Pharming Group receives Complete Response Letter from U.S. FDA for sNDA for Joenja® (leniolisib) in children aged 4 to 11 years with APDS

Leiden, the Netherlands, February 1, 2026: Pharming Group (Euronext: PHARM; Nasdaq: PHAR) today announced that the U.S. Food and Drug Administration (FDA) has issued a Complete Response Letter (CRL) to its supplemental New Drug Application (sNDA) for Joenja® (leniolisib), an oral, selective phosphoinositide 3-kinase delta (PI3Kδ) inhibitor, as a treatment for children aged 4 to 11 years with activated phosphoinositide 3-kinase delta syndrome (APDS), a rare primary immunodeficiency.

The FDA raised an issue with the potential for underexposure in lower weight pediatric patients. As a result, the FDA has requested additional pediatric pharmacokinetic data to reassess the proposed pediatric doses and confirm that children in the lower weight dose groups can achieve exposure levels comparable to the approved adult and adolescent regimen. The letter also identified an issue with one of the analytical methods used for production batch testing, and the FDA requested additional data and clarification on this point.

We believe we can address the clinical pharmacology and batch testing methodology issues outlined in the letter, and we plan to work closely with the FDA to meet the Agency’s requirements and determine next steps for resubmission. We plan to request a Type A meeting with the FDA.

Joenja’s U.S. FDA approval for the treatment of APDS in patients aged 12 years of age and older is unaffected by this regulatory action.

Fabrice Chouraqui, Chief Executive Officer of Pharming, commented:

“While we are disappointed in the FDA’s response, we remain dedicated to making Joenja available to pediatric patients aged 4-11 with APDS. Joenja has the potential to address the immune dysregulation and deficiency that drive APDS and significantly impact the long-term course of disease in this population, for whom there is currently no approved targeted treatment. We are going to work closely with the FDA to provide the necessary information and determine the best and most effective path forward.”

Pharming submitted the sNDA to the FDA based on positive data from the open-label, multinational, single-arm Phase III study in children aged 4 to 11 years, which showed improvements over 12 weeks in two clinically relevant hallmarks of APDS, reduced lymphadenopathy and increased naïve B cells, together indicating a correction of the underlying immune defect. The submission also included safety data from 8 months of treatment. The improvements in lymphoproliferation and immunophenotype correction were seen across the four dose levels investigated and were consistent with the improvements previously reported in adolescent and adult patients. All treatment emergent adverse events were reported to be mild to moderate in nature. There were no drug related serious adverse events, and all patients completed the 12-week treatment period.

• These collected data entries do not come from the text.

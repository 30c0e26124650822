//! Masking of sensitive values in log and error output.
//!
//! Revealing secrets is an explicit, per-run choice carried in configuration
//! and threaded through components rather than a process-wide toggle.

use std::fmt;

/// A sensitive value prepared for display.
///
/// Renders as `*****` unless the caller opted in to revealing secrets.
#[derive(Clone, Copy, Debug)]
pub struct Masked<'a> {
    value: &'a str,
    reveal: bool,
}

/// Wraps `value` for log output, masking it unless `reveal` is set.
#[must_use]
pub const fn masked(value: &str, reveal: bool) -> Masked<'_> {
    Masked { value, reveal }
}

impl fmt::Display for Masked<'_> {
    fn fmt(&self, f: &mut fmt::Formatter<'_>) -> fmt::Result {
        if self.reveal {
            f.write_str(self.value)
        } else {
            f.write_str("*****")
        }
    }
}

#[cfg(test)]
mod tests {
    use super::masked;

    #[test]
    fn masks_by_default() {
        assert_eq!(masked("hunter2", false).to_string(), "*****");
    }

    #[test]
    fn reveals_when_asked() {
        assert_eq!(masked("hunter2", true).to_string(), "hunter2");
    }
}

In October 2025, the FDA granted the application Priority Review¹ based on its guidelines stating the medicine would offer significant improvements in effectiveness or safety of the treatment, prevention, or diagnosis of serious conditions. Currently, there are no approved treatments for children with APDS under the age of 12 years globally. Joenja received approval from the FDA for the treatment of APDS in adult and pediatric patients 12 years of age and older in March 2023.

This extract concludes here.